Interpreting the total: from single number to graded risk
After summing age points and all applicable weighted items, the resulting integer is compared to published mortality estimates derived from the score’s development and validation experience. Lower totals align with very low short-term mortality estimates, while higher totals align with steeply rising estimates. In teaching, it can be useful to emphasize the gradient: small increments in score can correspond to materially different estimated event rates, especially in mid-to-high ranges where hemodynamic compromise and advanced age compound one another.
Many clinicians also group scores into broad bands (for example, lower, intermediate, and higher) as a communication shortcut. Bands are not a substitute for individualized decision-making, but they can help teams prioritize monitoring intensity, early escalation, and family discussions in busy environments.
How this calculator page is intended to be used
This page’s interactive tool is designed to mirror the canonical weighting: select one age band, then mark each additional criterion that is true at presentation. The displayed total should match a manual sum performed from the same inputs. The accompanying mortality estimates are presented as approximate trial-linked figures meant for orientation, not as precise individualized probabilities for a unique patient in a unique hospital system.
Important limitations and modern care context
Primary PCI networks, radial access, potent P2Y12 inhibition, statin intensity, and rapid reperfusion have changed observed outcomes compared with many older fibrinolytic-era cohorts. Comorbidity profiles have shifted as populations age and as chronic disease management improves in some domains while worsening in others. The TIMI STEMI score should therefore be interpreted as a structured risk signal anchored to its derivation era, then tempered with contemporary data, invasive findings, echocardiography, laboratory trends, and the patient’s goals of care.
The score also does not incorporate every variable that clinicians weigh seriously—examples may include cardiac arrest at presentation, refractory ventricular arrhythmias, renal dysfunction, hemoglobin, lactate, oxygen requirements, and detailed anatomical jeopardy scores. Those omissions are not failures of the bedside tool; they reflect the design goal of retaining a small, fast set of inputs available without specialized testing.

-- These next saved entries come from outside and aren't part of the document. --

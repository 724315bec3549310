//! Connection state owned by one provider instance.

use std::{cell::RefCell, rc::Rc};

use serde::{Deserialize, Serialize};

use crate::{logger::Logger, messages};

#[derive(Debug, Clone, PartialEq, Eq, Serialize, Deserialize)]
#[serde(rename_all = "camelCase")]
/// Snapshot of the provider's connection to the wallet.
pub struct ConnectionState {
    /// Whether the wallet connection is live.
    pub is_connected: bool,
    /// Hex chain id of the connected chain.
    pub chain_id: Option<String>,
    /// Decimal network id of the connected chain.
    pub network_version: Option<String>,
    /// Exposed accounts, most recently selected first.
    pub accounts: Vec<String>,
    /// Whether the page should reload when the network changes.
    pub auto_refresh_on_network_change: bool,
}

impl Default for ConnectionState {
    fn default() -> Self {
        Self {
            is_connected: false,
            chain_id: None,
            network_version: None,
            accounts: Vec::new(),
            auto_refresh_on_network_change: true,
        }
    }
}

/// Mutation seam handed to the connection-lifecycle layer.
///
/// The provider itself only ever reads state; every transition goes through this handle.
#[derive(Clone)]
pub struct ConnectionStateHandle {
    state: Rc<RefCell<ConnectionState>>,
    logger: Rc<dyn Logger>,
}

impl ConnectionStateHandle {
    pub(crate) fn new(state: Rc<RefCell<ConnectionState>>, logger: Rc<dyn Logger>) -> Self {
        Self { state, logger }
    }

    /// Returns a copy of the current state.
    pub fn snapshot(&self) -> ConnectionState {
        self.state.borrow().clone()
    }

    /// Overwrites the connected flag without logging.
    pub fn set_connected(&self, is_connected: bool) {
        self.state.borrow_mut().is_connected = is_connected;
    }

    /// Records a completed handshake with the given chain.
    pub fn connect(&self, chain_id: &str, network_version: &str) {
        {
            let mut state = self.state.borrow_mut();
            state.is_connected = true;
            state.chain_id = Some(chain_id.to_string());
            state.network_version = Some(network_version.to_string());
        }
        self.logger.info(&messages::info::connected(chain_id));
    }

    /// Records a lost connection; `permanent` means the background is gone for good.
    pub fn disconnect(&self, permanent: bool) {
        {
            let mut state = self.state.borrow_mut();
            state.is_connected = false;
            if permanent {
                state.chain_id = None;
                state.network_version = None;
                state.accounts.clear();
            }
        }
        let message = if permanent {
            messages::errors::permanently_disconnected()
        } else {
            messages::errors::disconnected()
        };
        self.logger.error(&message);
    }

    /// Replaces the exposed accounts.
    pub fn set_accounts(&self, accounts: Vec<String>) {
        self.state.borrow_mut().accounts = accounts;
    }

    /// Sets the reload-on-network-change preference.
    pub fn set_auto_refresh_on_network_change(&self, enabled: bool) {
        self.state.borrow_mut().auto_refresh_on_network_change = enabled;
    }
}

#[cfg(test)]
mod tests {
    use super::*;
    use crate::logger::{LogLevel, MemoryLogger};

    fn handle() -> (ConnectionStateHandle, MemoryLogger) {
        let logger = MemoryLogger::default();
        let handle = ConnectionStateHandle::new(
            Rc::new(RefCell::new(ConnectionState::default())),
            Rc::new(logger.clone()),
        );
        (handle, logger)
    }

    #[test]
    fn initial_state_is_disconnected() {
        let state = ConnectionState::default();
        assert!(!state.is_connected);
        assert!(state.accounts.is_empty());
        assert!(state.auto_refresh_on_network_change);
    }

    #[test]
    fn connect_and_disconnect_log_transitions() {
        let (handle, logger) = handle();
        handle.set_accounts(vec!["0xabc".to_string()]);

        handle.connect("0x1", "1");
        assert!(handle.snapshot().is_connected);
        assert_eq!(handle.snapshot().chain_id.as_deref(), Some("0x1"));

        handle.disconnect(false);
        let state = handle.snapshot();
        assert!(!state.is_connected);
        assert_eq!(state.chain_id.as_deref(), Some("0x1"));
        assert_eq!(state.accounts, vec!["0xabc".to_string()]);

        handle.disconnect(true);
        let state = handle.snapshot();
        assert_eq!(state.chain_id, None);
        assert!(state.accounts.is_empty());

        assert_eq!(
            logger.lines(),
            vec![
                (
                    LogLevel::Info,
                    "ezDeFi: Connected to chain with ID \"0x1\".".to_string()
                ),
                (LogLevel::Error, messages::errors::disconnected()),
                (LogLevel::Error, messages::errors::permanently_disconnected()),
            ]
        );
    }

    #[test]
    fn state_serializes_with_camel_case_keys() {
        let raw = serde_json::to_value(ConnectionState::default()).expect("json");
        assert_eq!(raw["isConnected"], serde_json::json!(false));
        assert_eq!(raw["autoRefreshOnNetworkChange"], serde_json::json!(true));
    }
}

Documentation, communication, and safety culture
When teams adopt a scoring habit, the greatest clinical benefit often comes from shared mental models: the same terms for Killip class, the same threshold for hypotension, the same definition of treatment delay, and consistent ECG localization practices. If the score is recorded in the medical record, pairing it with a brief narrative (“hypotension with Killip II symptoms, anterior STE, late presentation”) preserves context and reduces the risk that a number is read in isolation later.
Finally, the score should never be used to delay emergent reperfusion when STEMI criteria are met, nor to justify withholding indicated therapies solely because a total is low. It is a prognostic adjunct, not a gatekeeper for time-critical interventions.